Saved data entries:
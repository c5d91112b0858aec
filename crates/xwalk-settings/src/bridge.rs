//! Per-session bridge copying host settings into engine preferences.
//!
//! Every operation first checks that both the session and the host settings
//! object are still alive. When either is gone the operation returns without
//! touching anything.
//!
//! ## Locking
//!
//! Methods whose names end in `_locked` read host fields directly and must
//! only be called while the caller holds the host settings lock, typically
//! from inside a host setter. The unlocked entry points
//! ([`SettingsBridge::update_everything`],
//! [`SettingsBridge::populate_web_preferences`]) are meant for engine-side
//! callers and read the host through its own synchronized getters.

use std::rc::{Rc, Weak};

use crate::context::BrowserContext;
use crate::engine::{
    RenderViewHostExt, Session, SessionId, SessionObserver, ACCEPT_LANGUAGES_PREF,
};
use crate::host::{HostHandle, HostSettings};
use crate::prefs::WebPreferences;

/// Text size at or above which pinch zoom is forced on while autosizing.
pub const FORCE_ZOOM_TEXT_SIZE_PERCENT: i32 = 130;

/// Initial page scale passed to the engine when the host sets none.
pub const NO_INITIAL_PAGE_SCALE: f32 = -1.0;

/// User agent the runtime reports when the host does not override it.
#[must_use]
pub fn default_user_agent() -> String {
    format!(
        "Mozilla/5.0 (Linux; Android) AppleWebKit/537.36 (KHTML, like Gecko) \
         Crosswalk/{} Mobile Safari/537.36",
        env!("CARGO_PKG_VERSION")
    )
}

/// Zoom behaviour derived from the host's text size percentage.
#[derive(Debug, Clone, Copy, PartialEq)]
pub struct TextZoom {
    /// Factor handed to the render view extension.
    pub text_zoom_factor: f32,
    /// Font scale for the autosizer, only set while autosizing is on.
    pub font_scale_factor: Option<f32>,
    pub force_enable_zoom: bool,
}

impl TextZoom {
    #[must_use]
    #[allow(clippy::cast_precision_loss)]
    pub fn from_percent(text_size_percent: i32, autosizing: bool) -> Self {
        let scale = text_size_percent as f32 / 100.0;
        if autosizing {
            // The autosizer does the scaling, so the page zoom stays at 100%.
            Self {
                text_zoom_factor: 1.0,
                font_scale_factor: Some(scale),
                force_enable_zoom: text_size_percent >= FORCE_ZOOM_TEXT_SIZE_PERCENT,
            }
        } else {
            Self {
                text_zoom_factor: scale,
                font_scale_factor: None,
                force_enable_zoom: false,
            }
        }
    }
}

/// Map a host initial page scale percentage to the engine's scale.
///
/// Zero means "no override" and maps to [`NO_INITIAL_PAGE_SCALE`] whatever
/// the DIP scale is.
#[must_use]
#[allow(clippy::cast_possible_truncation, clippy::float_cmp)]
pub fn initial_page_scale(percent: f32, dip_scale: f64) -> f32 {
    if percent == 0.0 {
        return NO_INITIAL_PAGE_SCALE;
    }
    percent / dip_scale as f32 / 100.0
}

/// Bridge between one session and the host settings object configuring it.
pub struct SettingsBridge {
    context: Rc<BrowserContext>,
    session_id: SessionId,
    session: Weak<dyn Session>,
    host: HostHandle,
}

impl SettingsBridge {
    /// Create the bridge for `session` and attach it to the session in
    /// `context`, replacing any previous association.
    pub fn new<S: Session + 'static>(
        context: &Rc<BrowserContext>,
        session: &Rc<S>,
        host: HostHandle,
    ) -> Rc<Self> {
        let session_id = session.id();
        let weak_session: Weak<S> = Rc::downgrade(session);
        let bridge = Rc::new(Self {
            context: Rc::clone(context),
            session_id,
            session: weak_session,
            host,
        });
        context.register(session_id, &bridge);
        tracing::debug!("Attached settings bridge to {}", session_id);
        bridge
    }

    /// Look up the bridge attached to `session`.
    #[must_use]
    pub fn from_session(context: &BrowserContext, session: &dyn Session) -> Option<Rc<Self>> {
        context.settings_for(session.id())
    }

    /// Host-initiated teardown.
    pub fn destroy(self: Rc<Self>) {
        tracing::debug!("Destroying settings bridge for {}", self.session_id);
        drop(self);
    }

    #[must_use]
    pub fn session_id(&self) -> SessionId {
        self.session_id
    }

    fn session(&self) -> Option<Rc<dyn Session>> {
        let session = self.session.upgrade();
        if session.is_none() {
            tracing::debug!("{} is gone, skipping settings update", self.session_id);
        }
        session
    }

    fn live_host(&self) -> Option<Rc<dyn HostSettings>> {
        let host = self.host.get();
        if host.is_none() {
            tracing::debug!(
                "Host settings for {} are gone, skipping settings update",
                self.session_id
            );
        }
        host
    }

    fn render_view_host_ext(&self) -> Option<Rc<dyn RenderViewHostExt>> {
        self.session()?.render_view_host_ext()
    }

    /// Push every host setting to the engine: initial page scale, web
    /// preferences, user agent and form data saving, in that order.
    pub fn update_everything(&self) {
        let Some(host) = self.live_host() else {
            return;
        };
        self.update_everything_with(host.as_ref());
    }

    fn update_everything_with(&self, host: &dyn HostSettings) {
        self.update_initial_page_scale_with(host);
        self.update_webkit_preferences_with();
        self.update_user_agent_with(host);
        self.update_form_data_preferences_with(host);
    }

    /// Apply the host's initial page scale. Requires the host settings lock.
    pub fn update_initial_page_scale_locked(&self) {
        if let Some(host) = self.live_host() {
            self.update_initial_page_scale_with(host.as_ref());
        }
    }

    fn update_initial_page_scale_with(&self, host: &dyn HostSettings) {
        let Some(ext) = self.render_view_host_ext() else {
            return;
        };
        let scale = initial_page_scale(host.initial_page_scale_percent(), host.dip_scale());
        tracing::debug!("Setting initial page scale for {} to {}", self.session_id, scale);
        ext.set_initial_page_scale(scale);
    }

    /// Ask the engine to re-apply preferences. Requires the host settings lock.
    pub fn update_webkit_preferences_locked(&self) {
        if self.live_host().is_some() {
            self.update_webkit_preferences_with();
        }
    }

    fn update_webkit_preferences_with(&self) {
        let Some(session) = self.session() else {
            return;
        };
        if session.render_view_host_ext().is_none() {
            return;
        }
        let Some(render_view_host) = session.render_view_host() else {
            return;
        };
        tracing::debug!("Re-applying web preferences for {}", self.session_id);
        render_view_host.on_webkit_preferences_changed();
    }

    /// Apply the host's user agent override. Requires the host settings lock.
    pub fn update_user_agent_locked(&self) {
        if let Some(host) = self.live_host() {
            self.update_user_agent_with(host.as_ref());
        }
    }

    fn update_user_agent_with(&self, host: &dyn HostSettings) {
        let Some(session) = self.session() else {
            return;
        };
        let user_agent = host.user_agent();
        let overridden = user_agent.is_some();
        if let Some(user_agent) = user_agent {
            tracing::debug!("Overriding user agent for {}", self.session_id);
            session.set_user_agent_override(&user_agent);
        }
        for index in 0..session.navigation_entry_count() {
            session.set_entry_overriding_user_agent(index, overridden);
        }
    }

    /// Forward the host's save-form-data flag to the session's autofill
    /// client. Requires the host settings lock.
    pub fn update_form_data_preferences_locked(&self) {
        if let Some(host) = self.live_host() {
            self.update_form_data_preferences_with(host.as_ref());
        }
    }

    fn update_form_data_preferences_with(&self, host: &dyn HostSettings) {
        let Some(autofill) = self.session().and_then(|session| session.autofill_client()) else {
            return;
        };
        autofill.set_save_form_data(host.save_form_data());
    }

    /// Store the host's accept-languages list in the preference service.
    /// Requires the host settings lock.
    pub fn update_accept_languages_locked(&self) {
        let Some(host) = self.live_host() else {
            return;
        };
        let Some(prefs) = self.context.pref_service() else {
            return;
        };
        let languages = host.accept_languages();
        tracing::debug!("Setting accept languages to {:?}", languages);
        prefs.set_string(ACCEPT_LANGUAGES_PREF, &languages);
    }

    pub fn reset_scroll_and_scale_state(&self) {
        if self.live_host().is_none() {
            return;
        }
        if let Some(ext) = self.render_view_host_ext() {
            ext.reset_scroll_and_scale_state();
        }
    }

    /// Copy every host setting into `prefs`.
    ///
    /// Leaves `prefs` untouched if the session, its render view extension, or
    /// the host settings object is gone.
    pub fn populate_web_preferences(&self, prefs: &mut WebPreferences) {
        let Some(host) = self.live_host() else {
            return;
        };
        let Some(ext) = self.render_view_host_ext() else {
            return;
        };

        prefs.apply_fixed();

        let values = host.values();
        let switches = self.context.switches();

        prefs.allow_scripts_to_close_windows = values.allow_scripts_to_close_windows;

        // Blink's images_enabled and loads_images_automatically are
        // cross-assigned from the host's pair.
        // https://code.google.com/p/chromium/issues/detail?id=224317#c26
        prefs.images_enabled = values.loads_images_automatically;
        prefs.loads_images_automatically = values.images_enabled;

        prefs.javascript_enabled = values.javascript_enabled;
        prefs.allow_universal_access_from_file_urls = values.allow_universal_access_from_file_urls;
        prefs.allow_file_access_from_file_urls = values.allow_file_access_from_file_urls;
        prefs.javascript_can_open_windows_automatically =
            values.javascript_can_open_windows_automatically;
        prefs.supports_multiple_windows = values.support_multiple_windows;
        prefs.application_cache_enabled = host.app_cache_enabled();
        prefs.local_storage_enabled = values.dom_storage_enabled;
        prefs.databases_enabled = values.database_enabled;
        prefs.initialize_at_minimum_page_scale = values.load_with_overview_mode;
        prefs.use_wide_viewport = values.use_wide_viewport;
        prefs.user_gesture_required_for_media_playback =
            values.media_playback_requires_user_gesture;
        prefs.password_echo_enabled = host.password_echo_enabled();
        prefs.double_tap_to_zoom_enabled = host.supports_double_tap_zoom();
        prefs.spatial_navigation_enabled = values.spatial_navigation_enabled;

        prefs.allow_running_insecure_content = switches.allow_running_insecure_content;
        prefs.allow_displaying_insecure_content = !switches.no_displaying_insecure_content;

        prefs.default_video_poster_url = values.default_video_poster_url;

        prefs.text_autosizing_enabled = host.text_autosizing_enabled();
        let zoom = TextZoom::from_percent(values.text_size_percent, prefs.text_autosizing_enabled);
        if let Some(font_scale_factor) = zoom.font_scale_factor {
            prefs.font_scale_factor = font_scale_factor;
        }
        prefs.force_enable_zoom = zoom.force_enable_zoom;
        ext.set_text_zoom_factor(zoom.text_zoom_factor);

        prefs.default_font_size = values.default_font_size;
        prefs.default_fixed_font_size = values.default_fixed_font_size;

        prefs.viewport_meta_non_user_scalable_quirk = values.quirks_mode_enabled;
        prefs.clobber_user_agent_initial_scale_quirk = values.quirks_mode_enabled;
        prefs.wide_viewport_quirk = true;

        tracing::trace!("Populated web preferences for {}: {:?}", self.session_id, prefs);
    }
}

impl SessionObserver for SettingsBridge {
    fn render_view_created(&self) {
        self.update_everything();
    }
}

impl Drop for SettingsBridge {
    fn drop(&mut self) {
        self.context.unregister(self.session_id);
        if let Some(host) = self.host.get() {
            host.on_bridge_gone(self);
        }
    }
}

impl std::fmt::Debug for SettingsBridge {
    fn fmt(&self, f: &mut std::fmt::Formatter<'_>) -> std::fmt::Result {
        f.debug_struct("SettingsBridge")
            .field("session_id", &self.session_id)
            .field("session_alive", &(self.session.strong_count() > 0))
            .field("host", &self.host)
            .finish_non_exhaustive()
    }
}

▸ **Required work**
Provide the number of lines in the entries that include "RenderViewHostExt", and no other text.

▸ **Reply**
2